Could employers do more to reduce healthcare spending? Employers have dramatically increased deductibles in recent years, and this has had some effect (though no one is certain just how much.) Employers tried forcing employees into narrow network plans in the 1990s, mostly in the form of HMOs, but employees rebelled against the lack of choice. (Some of you may remember the “Patients’ Bill of Rights” that Congress nearly enacted.) I don’t expect too many employers to repeat that mistake. Employers might offer cheaper plans alongside expensive ones, but they probably won’t pass most of the savings on to employees. For one thing, employers want to keep most of the savings for themselves. Perhaps more problematically, there is a growing body of evidence that this could lead to an adverse selection death spiral that would disrupt employee choices.

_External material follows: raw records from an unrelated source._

//! Where the service keeps its settings file and model files, per platform,
//! via the `dirs` crate.
//!
//! | | settings | models |
//! |---|---|---|
//! | Linux | `~/.config/live-transcribe/settings.toml` | `~/.local/share/live-transcribe/models/` |
//! | macOS | `~/Library/Application Support/live-transcribe/settings.toml` | `~/Library/Application Support/live-transcribe/models/` |
//! | Windows | `%APPDATA%\live-transcribe\settings.toml` | `%LOCALAPPDATA%\live-transcribe\models\` |
//!
//! Containers without a home directory fall back to the working directory.

use std::path::{Path, PathBuf};

pub const APP_NAME: &str = "live-transcribe";

#[derive(Debug, Clone, PartialEq, Eq)]
pub struct AppPaths {
    pub config_dir: PathBuf,
    pub settings_file: PathBuf,
    /// GGML model files.
    pub models_dir: PathBuf,
}

impl AppPaths {
    /// Resolve against the platform's config and local-data directories.
    pub fn new() -> Self {
        let here = || PathBuf::from(".");
        Self::under(
            &dirs::config_dir().unwrap_or_else(here),
            &dirs::data_local_dir().unwrap_or_else(here),
        )
    }

    /// Lay the service directories out under explicit roots.
    pub fn under(config_root: &Path, data_root: &Path) -> Self {
        let config_dir = config_root.join(APP_NAME);
        Self {
            settings_file: config_dir.join("settings.toml"),
            config_dir,
            models_dir: data_root.join(APP_NAME).join("models"),
        }
    }
}

impl Default for AppPaths {
    fn default() -> Self {
        Self::new()
    }
}

#[cfg(test)]
mod tests {
    use super::*;

    #[test]
    fn layout_under_roots() {
        let paths = AppPaths::under(Path::new("/etc/xdg"), Path::new("/var/lib"));
        assert_eq!(paths.config_dir, Path::new("/etc/xdg/live-transcribe"));
        assert_eq!(paths.settings_file, Path::new("/etc/xdg/live-transcribe/settings.toml"));
        assert_eq!(paths.models_dir, Path::new("/var/lib/live-transcribe/models"));
    }

    #[test]
    fn platform_paths_end_in_service_dirs() {
        let paths = AppPaths::new();
        assert!(paths.config_dir.ends_with(APP_NAME));
        assert!(paths.models_dir.ends_with(Path::new(APP_NAME).join("models")));
    }
}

It is hard to imagine that American businesses have been willfully negligent about healthcare spending. If only by accident, some employers would be worried about health spending. And if worrying about costs was enough to actually lower costs, then those that worried would outperform their competitors and gain market share. By now, every American would be working for a company that worried about health spending. The logic is pretty compelling: America’s firms are worried about health spending and are appropriately outsourcing these worries to insurers.

So why are medical costs and medical prices so high? I could give a list but this has been discussed ad nauseum so I will not repeat it here. Employer-sponsored insurance is on the list, but largely due to tax deductibility. If employers are otherwise on the list, they are towards the bottom.